530 U.S. 466, 490, 120 S.Ct. 2348, 2362,147 L.Ed.2d 435.

[¶ 126.] In Ring v. Arizona, the Court applied its holding in Apprendi to hold that a capital defendant’s Sixth Amendment rights were violated when the judge “imposed a sentence greater than the maximum he could have imposed under state law without the challenged factual finding.” Blakely v. Washington, 542 U.S. 296, 303-04, 124 S.Ct. 2531, 2537, 159 L.Ed.2d 403 (2004) (citing Ring, 536 U.S. at 603-609, 122 S.Ct. 2428, 153 L.Ed.2d 556). Specifically, under Arizona’s capital sentencing scheme, once the jury found a defendant guilty of first-degree murder, the judge was required to “conduct a separate sentencing hearing to determine the existence or nonexistence of [certain enumerated aggravating] circumstances ... for the purpose of determining the sentence to be imposed.” The judge was required to make all of the factual findings regarding the question whether there were any aggravating circumstances. The Court wrote:

Based solely on the jury’s verdict finding Ring guilty of first-degree felony murder, the maximum punishment he could have received was life imprisonment. [ ] This was so because, in Arizona, a “death sentence may not legally be imposed ... unless at least one aggravating factor is found to exist beyond a reasonable doubt.” [] The question presented is whether that aggravating factor may be found by the judge, as Arizona law specifies, or whether the Sixth Amendment’s jury trial guarantee, [ ] made applicable to the States by the Fourteenth Amendment, requires that the aggravating factor determination be entrusted to the jury. [ ]

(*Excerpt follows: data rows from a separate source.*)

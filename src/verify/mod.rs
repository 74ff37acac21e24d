//! Consistency verification of the obs/model artifact trees of a variable.
//!
//! Read-only. For every tree, period and sub-key the station ids derived from
//! the sitemeta table, the per-station series files, the trend-window series
//! files and the trend table are reconciled; stations that are not present
//! everywhere are reported as coverage mismatches. Observed and model series
//! of every sitemeta station are then compared for missingness parity.
//!
//! Findings never fail the check. Unreadable or malformed artifacts do.

pub mod parity;
pub mod reconcile;
pub mod report;

use std::collections::{BTreeMap, BTreeSet};
use std::path::{Path, PathBuf};

use crate::config::TrendsConfig;
use crate::logging::{self, Component, FailureType};
use crate::model::{OutputTree, Resolution, SubKey, TrendsError};
use crate::store::naming::{ArtifactName, TrendSeriesName};
use crate::store::{self, series, tables};
use crate::variables;

use parity::check_missingness_parity;
use reconcile::{StationSource, reconcile};
use report::{ConsistencyReport, CoverageCheck, EscalatedStation, Finding, ParityViolation};

/// Parsed contents of one `data_<var>/` directory.
#[derive(Debug, Default)]
struct DataDirListing {
    /// Station id to per-station series file.
    series: BTreeMap<String, PathBuf>,
    trend_series: Vec<TrendSeriesName>,
}

/// Parses every entry of the data directory. A missing directory is empty.
///
/// `ParseError` for an entry fitting neither name template, for a station
/// series or trend-window series of the wrong resolution, and for a station
/// with series files under both prefixes.
fn scan_data_dir(dir: &Path, variable: &str, resolution: Resolution) -> Result<DataDirListing, TrendsError> {
    let mut listing = DataDirListing::default();
    for file_name in store::list_file_names(dir)? {
        match ArtifactName::parse(variable, &file_name)? {
            ArtifactName::StationSeries(name) => {
                if name.resolution != resolution {
                    return Err(TrendsError::parse(
                        &file_name,
                        format!("{} series file for a {} variable", name.resolution, resolution),
                    ));
                }
                if let Some(existing) = listing.series.get(&name.station_id) {
                    return Err(TrendsError::parse(
                        &file_name,
                        format!("duplicate series for {}, also in {}", name.station_id, existing.display()),
                    ));
                }
                listing.series.insert(name.station_id, dir.join(&file_name));
            }
            ArtifactName::TrendSeries(name) => {
                let expected_kind = matches!(
                    (&name.sub_key, resolution),
                    (SubKey::Season(_), Resolution::Monthly) | (SubKey::Percentile(_), Resolution::Daily)
                );
                if !expected_kind {
                    return Err(TrendsError::parse(
                        &file_name,
                        format!("{} sub-key in a trend series file for a {} variable", name.sub_key, resolution),
                    ));
                }
                listing.trend_series.push(name);
            }
        }
    }
    Ok(listing)
}

/// Runs the full consistency check for `variable` in the data repository
/// `repo`, using the periods and sub-keys of `config`.
pub fn check_consistency(repo: &Path, variable: &str, config: &TrendsConfig) -> Result<ConsistencyReport, TrendsError> {
    config.validate()?;
    let resolution = variables::find_variable(variable)
        .map(|v| v.resolution)
        .ok_or_else(|| TrendsError::InvalidConfiguration(format!("variable '{}' is not registered", variable)))?;
    let sub_keys = config.sub_keys(resolution);

    let sitemeta = tables::read_sitemeta(&store::sitemeta_path(repo, variable))?;
    let meta_ids = tables::sitemeta_station_ids(&sitemeta);

    let mut report = ConsistencyReport::new(variable, resolution);
    report.sitemeta_stations = meta_ids.len();

    let mut listings = BTreeMap::new();
    for tree in OutputTree::ALL {
        let listing = scan_data_dir(&store::data_dir(repo, tree, variable), variable, resolution)?;
        let rows = tables::read_trend_table(&store::trend_table_path(repo, tree, variable))?;
        let mut with_rows: BTreeSet<String> = BTreeSet::new();

        for period in &config.periods {
            let label = period.label();
            for sub_key in &sub_keys {
                let table_ids = tables::trend_table_station_ids(&rows, &label, sub_key);
                with_rows.extend(table_ids.iter().cloned());

                let reconciliation = reconcile(&StationSource::ALL, |source| {
                    Ok(match source {
                        StationSource::SiteMeta => meta_ids.clone(),
                        StationSource::SeriesFiles => listing.series.keys().cloned().collect(),
                        StationSource::TrendSeriesFiles => listing
                            .trend_series
                            .iter()
                            .filter(|name| name.matches(period, sub_key))
                            .map(|name| name.station_id.clone())
                            .collect(),
                        StationSource::TrendTable => table_ids.clone(),
                    })
                })?;

                let check = CoverageCheck {
                    tree,
                    period: label.clone(),
                    sub_key: sub_key.clone(),
                    reconciliation,
                };
                log_coverage(variable, &check);
                report.coverage.push(check);
            }
        }

        for station_id in meta_ids.difference(&with_rows) {
            logging::log_classified(
                Component::Verify,
                Some(variable),
                FailureType::Unexpected,
                &format!("{} has no trend rows for any period in {}", station_id, tree),
            );
            report.escalated_stations.push(EscalatedStation {
                tree,
                station_id: station_id.clone(),
            });
        }
        listings.insert(tree, listing);
    }

    let empty = DataDirListing::default();
    let obs_series = &listings.get(&OutputTree::Obs).unwrap_or(&empty).series;
    let mod_series = &listings.get(&OutputTree::Mod).unwrap_or(&empty).series;
    for station_id in &meta_ids {
        let (Some(obs_path), Some(mod_path)) = (obs_series.get(station_id), mod_series.get(station_id)) else {
            continue;
        };
        let obs = series::read_series(obs_path, variable)?;
        let model = series::read_series(mod_path, variable)?;
        let outcome = check_missingness_parity(&obs, &model);
        report.parity_checked += 1;

        if outcome.is_violation() {
            let violation = ParityViolation {
                station_id: station_id.clone(),
                aligned: outcome.aligned,
                mismatched: outcome.mismatched.len(),
                obs_missing: outcome.obs_missing,
                mod_missing: outcome.mod_missing,
                first_mismatch: outcome.mismatched.first().copied(),
            };
            log_finding(
                variable,
                &Finding::MissingnessParityViolation {
                    station_id: station_id.clone(),
                    mismatched: violation.mismatched,
                    obs_missing: violation.obs_missing,
                    mod_missing: violation.mod_missing,
                },
            );
            report.parity_violations.push(violation);
        }
    }

    report.finalize();
    logging::log_check_summary(
        variable,
        report.summary.coverage_mismatches,
        report.summary.parity_violations,
        report.summary.escalated,
    );
    Ok(report)
}

fn log_coverage(variable: &str, check: &CoverageCheck) {
    for d in &check.reconciliation.discrepancies {
        log_finding(
            variable,
            &Finding::CoverageMismatch {
                tree: check.tree,
                period: check.period.clone(),
                sub_key: check.sub_key.clone(),
                station_id: d.station_id.clone(),
                present_in: d.present_in.clone(),
                missing_from: d.missing_from.clone(),
            },
        );
    }
}

fn log_finding(variable: &str, finding: &Finding) {
    let message = match finding {
        Finding::CoverageMismatch {
            tree,
            period,
            sub_key,
            station_id,
            missing_from,
            ..
        } => {
            let missing: Vec<String> = missing_from.iter().map(|s| s.to_string()).collect();
            format!(
                "{} {} {}: {} missing from {}",
                tree,
                period,
                sub_key,
                station_id,
                missing.join(", ")
            )
        }
        Finding::MissingnessParityViolation {
            station_id,
            mismatched,
            obs_missing,
            mod_missing,
        } => format!(
            "{}: missingness differs at {} timestamp(s) (obs missing {}, model missing {})",
            station_id, mismatched, obs_missing, mod_missing
        ),
    };
    logging::log_classified(Component::Verify, Some(variable), finding.failure_type(), &message);
}

/// Checks every active variable that has any artifact in the repository.
///
/// Variables with no sitemeta, trend table or data directory in either tree
/// have not been computed and are skipped. A partially written variable is
/// checked, so its missing files surface as `MissingFile`.
pub fn check_repository(config: &TrendsConfig) -> Vec<(String, Result<ConsistencyReport, TrendsError>)> {
    config
        .active_variables()
        .into_iter()
        .filter(|variable| has_artifacts(&config.data_repo, variable))
        .map(|variable| {
            let result = check_consistency(&config.data_repo, &variable, config);
            (variable, result)
        })
        .collect()
}

/// Whether any sitemeta, trend table or data directory exists for `variable`.
pub fn has_artifacts(repo: &Path, variable: &str) -> bool {
    store::sitemeta_path(repo, variable).exists()
        || OutputTree::ALL.iter().any(|tree| {
            store::trend_table_path(repo, *tree, variable).exists()
                || store::data_dir(repo, *tree, variable).exists()
        })
}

Ring, 536 U.S. at 597, 122 S.Ct. at 2437, 153 L.Ed.2d 556. The Court held that the aggravating factor determination had to be entrusted to the jury in order to preserve defendants’ Sixth Amendment rights. Id.

[¶ 127.] In Blakely v. Washington, the defendant pleaded guilty to kidnapping his wife. 542 U.S. at 298, 124 S.Ct. at 2534, 159 L.Ed.2d 403. The facts supporting his guilty plea made him eligible for a maximum sentence of 53 months. Id. at 299, 124 S.Ct. at 2535, 159 L.Ed.2d 403. The Court sentenced him to 90 months after making a finding that he acted with “deliberate cruelty.” Id. The trial court received the authority to enhance the sentence from the Washington criminal code, which provided that a trial court was entitled to impose a sentence above the standard range if it found “substantial and compelling reasons justifying an exceptional sentence.” Id. at 299, 124 S.Ct. at 2535, 159 L.Ed.2d 403. The United States Supreme Court overturned the sentence, relying on Ring and Apprendi, stating:

Our precedents make clear [] that the “statutory maximum” for Apprendi purposes is the maximum sentence a judge may impose solely on the basis of the facts reflected in the jury verdict or admitted by the defendant. See Ring, at 602, 122 S.Ct. 2428 (“ ‘the maximum he would receive if punished according to the facts reflected in the jury verdict alone.’ ” (quoting Apprendi, supra, at 483, 120 S.Ct. 2348)); Harris v. United States, 536 U.S. 545, 563, 122 S.Ct. 2406, 153 L.Ed.2d 524 (2002) (plurality opinion) (same); cf. Apprendi, supra, at 488, 120 S.Ct. 2348 (facts admitted by the defendant). In other words, the relevant “statutory maximum” is not the maximum sentence a judge may impose after finding additional facts, but the maximum he may impose without any additional findings. When a judge inflicts punishment that the jury’s verdict alone does not allow, the jury has not *780found all the facts “which the law makes essential to the punishment,” Bishop, supra, § 87, at 55, and the judge exceeds his proper authority.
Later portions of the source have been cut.